**What you should do**
In the records below, count every line that contains the word "filename" and report only the total.

**Entries supplied**
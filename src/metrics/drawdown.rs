//! Wealth, running peak, and drawdown analysis for a return series.

use crate::error::{Result, SiglabError};
use chrono::NaiveDate;
use serde::{Deserialize, Serialize};

/// Wealth index, running peak, and drawdown, all parallel to the input
/// returns. Drawdown is `(wealth - peak) / peak`, so it is 0 at every peak
/// and lies in [-1, 0] for any return series bounded below by -100%.
#[derive(Debug, Clone, PartialEq)]
pub struct DrawdownCurves {
    pub wealth: Vec<f64>,
    pub peaks: Vec<f64>,
    pub drawdown: Vec<f64>,
}

/// A maximal contiguous span spent below the running peak, bounded by the
/// at-peak bars on either side (or the end of the data while still under
/// water).
#[derive(Debug, Clone, PartialEq, Serialize, Deserialize)]
pub struct DrawdownEpisode {
    pub start_bar: usize,
    pub end_bar: usize,
    pub start_date: NaiveDate,
    pub end_date: NaiveDate,
    pub duration_days: i64,
    /// Minimum drawdown inside the span (the deepest loss, as a negative
    /// fraction).
    pub depth: f64,
}

impl DrawdownCurves {
    /// Compound `cash` through the returns and derive peak and drawdown.
    pub fn from_returns(returns: &[f64], cash: f64) -> Self {
        let n = returns.len();
        let mut wealth = Vec::with_capacity(n);
        let mut peaks = Vec::with_capacity(n);
        let mut drawdown = Vec::with_capacity(n);

        let mut value = cash;
        let mut peak = f64::MIN;
        for r in returns {
            value *= 1.0 + r;
            // f64::max ignores NaN, so a missing bar cannot erase the peak.
            peak = peak.max(value);
            wealth.push(value);
            peaks.push(peak);
            drawdown.push((value - peak) / peak);
        }

        Self {
            wealth,
            peaks,
            drawdown,
        }
    }

    pub fn len(&self) -> usize {
        self.wealth.len()
    }

    pub fn is_empty(&self) -> bool {
        self.wealth.is_empty()
    }

    /// The deepest drawdown, 0 when the series never leaves its peak.
    pub fn max_drawdown(&self) -> f64 {
        self.drawdown
            .iter()
            .copied()
            .filter(|d| !d.is_nan())
            .fold(0.0, f64::min)
    }

    /// Index of the deepest drawdown; None when no drawdown ever occurred.
    pub fn max_drawdown_index(&self) -> Option<usize> {
        let deepest = self.max_drawdown();
        if deepest >= 0.0 {
            return None;
        }
        self.drawdown.iter().position(|&d| d == deepest)
    }

    /// Extract contiguous below-peak episodes.
    ///
    /// At-peak bars (drawdown exactly 0) plus the final bar form the
    /// candidate boundaries; two consecutive boundaries more than one bar
    /// apart enclose an episode. A series that never leaves its peak yields
    /// no episodes.
    pub fn episodes(&self, dates: &[NaiveDate]) -> Result<Vec<DrawdownEpisode>> {
        if dates.len() != self.len() {
            return Err(SiglabError::Alignment(format!(
                "{} dates vs {} drawdown bars",
                dates.len(),
                self.len()
            )));
        }
        if self.is_empty() {
            return Ok(Vec::new());
        }

        let mut boundaries: Vec<usize> = self
            .drawdown
            .iter()
            .enumerate()
            .filter(|(_, &d)| d == 0.0)
            .map(|(i, _)| i)
            .collect();
        let last = self.len() - 1;
        if boundaries.last() != Some(&last) {
            boundaries.push(last);
        }

        let mut episodes = Vec::new();
        for pair in boundaries.windows(2) {
            let (start, end) = (pair[0], pair[1]);
            if end > start + 1 {
                let depth = self.drawdown[start..=end]
                    .iter()
                    .copied()
                    .filter(|d| !d.is_nan())
                    .fold(0.0, f64::min);
                episodes.push(DrawdownEpisode {
                    start_bar: start,
                    end_bar: end,
                    start_date: dates[start],
                    end_date: dates[end],
                    duration_days: (dates[end] - dates[start]).num_days(),
                    depth,
                });
            }
        }

        Ok(episodes)
    }
}

#[cfg(test)]
mod tests {
    use super::*;
    use approx::assert_relative_eq;

    fn dates(n: usize) -> Vec<NaiveDate> {
        (0..n)
            .map(|i| NaiveDate::from_ymd_opt(2024, 1, 1).unwrap() + chrono::Duration::days(i as i64))
            .collect()
    }

    #[test]
    fn curves_track_wealth_and_peak() {
        let returns = [0.0, 0.1, -0.5, 1.0];
        let curves = DrawdownCurves::from_returns(&returns, 1000.0);

        assert_relative_eq!(curves.wealth[1], 1100.0, epsilon = 1e-9);
        assert_relative_eq!(curves.wealth[2], 550.0, epsilon = 1e-9);
        assert_relative_eq!(curves.peaks[2], 1100.0, epsilon = 1e-9);
        assert_relative_eq!(curves.drawdown[2], -0.5, epsilon = 1e-12);
        // Back at the peak after doubling.
        assert_eq!(curves.drawdown[3], 0.0);
    }

    #[test]
    fn drawdown_stays_in_unit_interval() {
        let returns = [0.05, -0.2, 0.1, -0.3, 0.4, -0.99];
        let curves = DrawdownCurves::from_returns(&returns, 1.0);
        for &d in &curves.drawdown {
            assert!((-1.0..=0.0).contains(&d), "drawdown {} out of range", d);
        }
    }

    #[test]
    fn wealth_reconstructs_from_peak_and_drawdown() {
        let returns = [0.02, -0.05, 0.01, 0.08, -0.1, 0.03];
        let curves = DrawdownCurves::from_returns(&returns, 1000.0);
        for i in 0..curves.len() {
            let rebuilt = curves.peaks[i] * (1.0 + curves.drawdown[i]);
            assert_relative_eq!(rebuilt, curves.wealth[i], epsilon = 1e-9);
        }
    }

    #[test]
    fn monotone_growth_has_no_drawdown() {
        let returns = [0.01, 0.02, 0.005, 0.03];
        let curves = DrawdownCurves::from_returns(&returns, 1.0);
        assert!(curves.drawdown.iter().all(|&d| d == 0.0));
        assert_eq!(curves.max_drawdown(), 0.0);
        assert!(curves.max_drawdown_index().is_none());
        assert!(curves.episodes(&dates(4)).unwrap().is_empty());
    }

    #[test]
    fn two_episodes_with_durations_and_depths() {
        // Wealth: 1000, 1100, 550, 1100, 1031.25, 1031.25
        // The halving and doubling keep the recovery exactly at the old peak.
        let returns = [0.0, 0.1, -0.5, 1.0, -0.0625, 0.0];
        let curves = DrawdownCurves::from_returns(&returns, 1000.0);
        let episodes = curves.episodes(&dates(6)).unwrap();

        assert_eq!(episodes.len(), 2);

        assert_eq!(episodes[0].start_bar, 1);
        assert_eq!(episodes[0].end_bar, 3);
        assert_eq!(episodes[0].duration_days, 2);
        assert_relative_eq!(episodes[0].depth, -0.5, epsilon = 1e-12);

        // Still under water at the end: the final bar closes the episode.
        assert_eq!(episodes[1].start_bar, 3);
        assert_eq!(episodes[1].end_bar, 5);
        assert_eq!(episodes[1].duration_days, 2);
        assert_relative_eq!(episodes[1].depth, -0.0625, epsilon = 1e-12);
    }

    #[test]
    fn single_bar_dip_at_the_end_is_not_an_episode() {
        // Below the peak only on the final bar: the boundary gap is exactly
        // one, which does not qualify.
        let returns = [0.0, 0.1, -0.05];
        let curves = DrawdownCurves::from_returns(&returns, 1000.0);
        let episodes = curves.episodes(&dates(3)).unwrap();
        assert!(episodes.is_empty());
    }

    #[test]
    fn empty_returns_produce_empty_curves() {
        let curves = DrawdownCurves::from_returns(&[], 1000.0);
        assert!(curves.is_empty());
        assert!(curves.episodes(&[]).unwrap().is_empty());
        assert_eq!(curves.max_drawdown(), 0.0);
    }

    #[test]
    fn misaligned_dates_are_an_error() {
        let curves = DrawdownCurves::from_returns(&[0.0, 0.1], 1.0);
        assert!(matches!(
            curves.episodes(&dates(3)),
            Err(SiglabError::Alignment(_))
        ));
    }

    #[test]
    fn deepest_point_is_located() {
        let returns = [0.0, 0.1, -0.2, -0.1, 0.5];
        let curves = DrawdownCurves::from_returns(&returns, 1.0);
        let idx = curves.max_drawdown_index().unwrap();
        assert_eq!(idx, 3);
        assert!(curves.max_drawdown() < -0.2);
    }
}
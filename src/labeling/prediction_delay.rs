//! Prediction-delay labeling: One where the close is higher `delay` bars
//! ahead, Zero otherwise.

use crate::config::PredictionDelayConfig;
use crate::data::PriceSeries;
use crate::error::Result;
use crate::labeling::fill_forward;
use crate::types::Label;

/// Labels with the trailing `delay` bars left as the sentinel.
pub fn raw_labels(series: &PriceSeries, config: &PredictionDelayConfig) -> Result<Vec<Label>> {
    config.validate()?;

    let close = series.close();
    let n = close.len();
    if config.delay >= n {
        log::warn!(
            "delay {} covers the whole series of {} bars; all labels undefined",
            config.delay,
            n
        );
        return Ok(vec![Label::Undefined; n]);
    }

    let mut labels = Vec::with_capacity(n);
    for t in 0..n {
        if t + config.delay < n {
            // NaN on either side compares false and lands on Zero.
            if close[t + config.delay] > close[t] {
                labels.push(Label::One);
            } else {
                labels.push(Label::Zero);
            }
        } else {
            labels.push(Label::Undefined);
        }
    }
    Ok(labels)
}

/// Dense labels: the undefined tail carries the last determinable label
/// forward, Zero when nothing was determinable.
pub fn labels(series: &PriceSeries, config: &PredictionDelayConfig) -> Result<Vec<Label>> {
    let raw = raw_labels(series, config)?;
    if raw.iter().all(|l| l.is_undefined()) {
        return Ok(raw);
    }
    Ok(fill_forward(&raw, Label::Zero))
}
//! Simulated register file and diagnostic pin for hosted testing. Registers
//! are interior-mutability cells, so the block behaves like volatile hardware
//! behind the same `&self` access the real peripheral gets.

use core::cell::Cell;
use core::convert::Infallible;

use embedded_hal::digital::{ErrorType, OutputPin};

use crate::regs::{PinDirection, RegisterBlock, TimerPin};

/// In-memory Timer/Counter1 register file.
///
/// The counter advances by a signed stride on every read, so code that spins
/// for a visible tick terminates, and tests can drive the down-counting phase
/// of the up/down waveform modes with a negative stride.
pub struct SimRegs {
    ctrl_a: Cell<u8>,
    ctrl_b: Cell<u8>,
    int_mask: Cell<u8>,
    counter: Cell<u16>,
    icr: Cell<u16>,
    compare_a: Cell<u16>,
    compare_b: Cell<u16>,
    irq_enabled: Cell<bool>,
    stride: Cell<i16>,
    prescaler_resets: Cell<u32>,
    pin_dirs: [Cell<PinDirection>; 4],
}

impl SimRegs {
    pub fn new() -> Self {
        Self {
            ctrl_a: Cell::new(0),
            ctrl_b: Cell::new(0),
            int_mask: Cell::new(0),
            counter: Cell::new(0),
            icr: Cell::new(0),
            compare_a: Cell::new(0),
            compare_b: Cell::new(0),
            irq_enabled: Cell::new(true),
            stride: Cell::new(1),
            prescaler_resets: Cell::new(0),
            pin_dirs: [const { Cell::new(PinDirection::Input) }; 4],
        }
    }

    /// Set how far the counter moves per read. Zero freezes it.
    pub fn set_counter_stride(&self, stride: i16) {
        self.stride.set(stride);
    }

    /// Preload the counter without triggering the per-read stride.
    pub fn preload_counter(&self, val: u16) {
        self.counter.set(val);
    }

    /// Read the counter without advancing it.
    pub fn peek_counter(&self) -> u16 {
        self.counter.get()
    }

    /// How many times the shared prescaler was synchronously reset.
    pub fn prescaler_resets(&self) -> u32 {
        self.prescaler_resets.get()
    }

    /// The configured direction of one of the timer's pins.
    pub fn pin_direction(&self, pin: TimerPin) -> PinDirection {
        self.pin_dirs[pin_index(pin)].get()
    }
}

impl Default for SimRegs {
    fn default() -> Self {
        Self::new()
    }
}

fn pin_index(pin: TimerPin) -> usize {
    match pin {
        TimerPin::OutputA => 0,
        TimerPin::OutputB => 1,
        TimerPin::CaptureInput => 2,
        TimerPin::CountInput => 3,
    }
}

impl RegisterBlock for SimRegs {
    fn ctrl_a(&self) -> u8 {
        self.ctrl_a.get()
    }

    fn set_ctrl_a(&self, val: u8) {
        self.ctrl_a.set(val);
    }

    fn ctrl_b(&self) -> u8 {
        self.ctrl_b.get()
    }

    fn set_ctrl_b(&self, val: u8) {
        self.ctrl_b.set(val);
    }

    fn int_mask(&self) -> u8 {
        self.int_mask.get()
    }

    fn set_int_mask(&self, val: u8) {
        self.int_mask.set(val);
    }

    fn counter(&self) -> u16 {
        let val = self.counter.get();
        self.counter
            .set(val.wrapping_add_signed(self.stride.get()));
        val
    }

    fn set_counter(&self, val: u16) {
        self.counter.set(val);
    }

    fn icr(&self) -> u16 {
        self.icr.get()
    }

    fn set_icr(&self, val: u16) {
        self.icr.set(val);
    }

    fn compare_a(&self) -> u16 {
        self.compare_a.get()
    }

    fn set_compare_a(&self, val: u16) {
        self.compare_a.set(val);
    }

    fn compare_b(&self) -> u16 {
        self.compare_b.get()
    }

    fn set_compare_b(&self, val: u16) {
        self.compare_b.set(val);
    }

    fn reset_prescaler(&self) {
        self.prescaler_resets.set(self.prescaler_resets.get() + 1);
    }

    fn set_pin_direction(&self, pin: TimerPin, dir: PinDirection) {
        self.pin_dirs[pin_index(pin)].set(dir);
    }

    fn irq_enabled(&self) -> bool {
        self.irq_enabled.get()
    }

    fn set_irq_enabled(&self, enabled: bool) {
        self.irq_enabled.set(enabled);
    }
}

/// Simulated diagnostic output pin; records the last level written.
pub struct SimPin {
    pub high: bool,
}

impl SimPin {
    pub fn new() -> Self {
        Self { high: false }
    }
}

impl Default for SimPin {
    fn default() -> Self {
        Self::new()
    }
}

impl ErrorType for SimPin {
    type Error = Infallible;
}

impl OutputPin for SimPin {
    fn set_low(&mut self) -> Result<(), Self::Error> {
        self.high = false;
        Ok(())
    }

    fn set_high(&mut self) -> Result<(), Self::Error> {
        self.high = true;
        Ok(())
    }
}

#[cfg(test)]
mod tests {
    use super::*;
    use crate::regs::CriticalSection;

    #[test]
    fn test_counter_stride() {
        let regs = SimRegs::new();
        regs.preload_counter(100);
        assert_eq!(regs.counter(), 100);
        assert_eq!(regs.counter(), 101);

        regs.set_counter_stride(-10);
        regs.preload_counter(50);
        assert_eq!(regs.counter(), 50);
        assert_eq!(regs.counter(), 40);
    }

    #[test]
    fn test_critical_section_restores_prior_state() {
        let regs = SimRegs::new();
        {
            let _cs = CriticalSection::enter(&regs);
            assert!(!regs.irq_enabled());
        }
        assert!(regs.irq_enabled());

        regs.set_irq_enabled(false);
        {
            let _cs = CriticalSection::enter(&regs);
            assert!(!regs.irq_enabled());
        }
        // Entered with interrupts off; must stay off.
        assert!(!regs.irq_enabled());
    }
}
//! Trolley prelude.
//!
//! Convenience exports for common library consumers.

pub use crate::{
    analytics::{
        AddToCartEvent, AnalyticsEvent, AnalyticsSink, EventItem, JsonLinesSink, PurchaseEvent,
        RecordingSink, TracingSink, TransactionId,
    },
    cart::{Cart, CartEntry, QuantityChange, SnapshotError},
    catalog::{Catalog, CatalogError},
    manager::{CART_STORAGE_KEY, CartManager, CheckoutOutcome, RestoreOutcome},
    presentation::{View, format_price},
    products::{Product, ProductId},
    receipt::Receipt,
    session::{Command, Session},
    storage::{FileStore, KeyValueStore, MemoryStore, StorageError},
};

**Solution to the problem**
2